● Action item
Report how many lines in the records below contain the word "bail". Nothing else belongs in the answer.
########
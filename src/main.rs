//! Oxidized-Cheevos command line
//!
//! Computes the identity hash of a game executable and manages the stored
//! login used by the achievement engine.

mod transport;

use anyhow::{bail, Context, Result};
use cheevos_core::{AchievementsConfig, TomlSettings};
use cheevos_disc::{compute_game_hash, FolderReader};
use cheevos_net::protocol::{parse_response, LoginResponse};
use cheevos_net::{ApiUrls, Session, SessionClient};
use clap::{Parser, Subcommand};
use std::path::{Path, PathBuf};
use std::sync::Arc;
use std::time::{SystemTime, UNIX_EPOCH};
use transport::UreqTransport;

#[derive(Parser)]
#[command(name = "oxidized-cheevos", version, about = "Achievement tracking tools")]
struct Cli {
    /// Configuration file to use instead of the default one
    #[arg(long, global = true)]
    config: Option<PathBuf>,

    #[command(subcommand)]
    command: Command,
}

#[derive(Subcommand)]
enum Command {
    /// Print the identity hash of a game executable
    Hash {
        /// Folder holding the extracted disc contents
        #[arg(long)]
        root: PathBuf,

        /// Executable path as reported by the emulator, e.g. cdrom0:\SLUS_200.62;1
        elf_path: String,
    },

    /// Log in and store the session token
    Login {
        #[arg(long)]
        username: String,

        #[arg(long)]
        password: String,
    },

    /// Forget the stored session
    Logout,
}

fn main() -> Result<()> {
    let cli = Cli::parse();

    let config = match &cli.config {
        Some(path) => AchievementsConfig::load_from(path),
        None => AchievementsConfig::load(),
    }
    .context("Failed to load configuration")?;

    cheevos_core::logging::init(config.log_level);

    match cli.command {
        Command::Hash { root, elf_path } => hash(&root, &elf_path),
        Command::Login { username, password } => login(&config, &username, &password),
        Command::Logout => logout(),
    }
}

fn settings_path() -> PathBuf {
    AchievementsConfig::config_dir().join("settings.toml")
}

fn hash(root: &Path, elf_path: &str) -> Result<()> {
    let reader = FolderReader::new(root);
    let hash = compute_game_hash(elf_path, &reader)
        .with_context(|| format!("Failed to hash {} under {:?}", elf_path, root))?;
    println!("{}", hash);
    Ok(())
}

fn login(config: &AchievementsConfig, username: &str, password: &str) -> Result<()> {
    let settings = TomlSettings::open(settings_path()).context("Failed to open settings")?;
    let urls = ApiUrls::new(
        config.network.base_url.clone(),
        config.network.media_url.clone(),
    );

    let transport = Arc::new(UreqTransport::new(&config.network.user_agent));
    let mut client: SessionClient<()> =
        SessionClient::new(transport, 1).context("Failed to start HTTP worker")?;
    *client.session_mut() = Session::from_settings(&settings);
    client.session_mut().begin_login(username, password)?;

    tracing::info!("Logging in as {}", username);
    client.enqueue(urls.login(username, password), ());
    client.wait_for_activity();
    let Some(completion) = client.poll().into_iter().next() else {
        bail!("Login request did not complete");
    };

    let login = match parse_response::<LoginResponse>("Login", &completion.response) {
        Ok(login) if !login.user.is_empty() && !login.token.is_empty() => login,
        Ok(_) => {
            client.session_mut().fail_login();
            bail!("Login failed: server returned no token");
        }
        Err(e) => {
            client.session_mut().fail_login();
            return Err(e).context("Login failed");
        }
    };

    let timestamp = SystemTime::now()
        .duration_since(UNIX_EPOCH)
        .map(|d| d.as_secs() as i64)
        .unwrap_or_default();
    client
        .session_mut()
        .complete_login(&settings, login.user, login.token, timestamp)
        .context("Failed to save login")?;

    println!("Logged in as {}", client.session().username());
    Ok(())
}

fn logout() -> Result<()> {
    let settings = TomlSettings::open(settings_path()).context("Failed to open settings")?;
    let mut session = Session::from_settings(&settings);
    if !session.is_logged_in() {
        println!("Not logged in");
        return Ok(());
    }

    let username = session.username().to_string();
    session
        .clear_persisted(&settings)
        .context("Failed to save settings")?;
    println!("Logged out {}", username);
    Ok(())
}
########
● Solution
3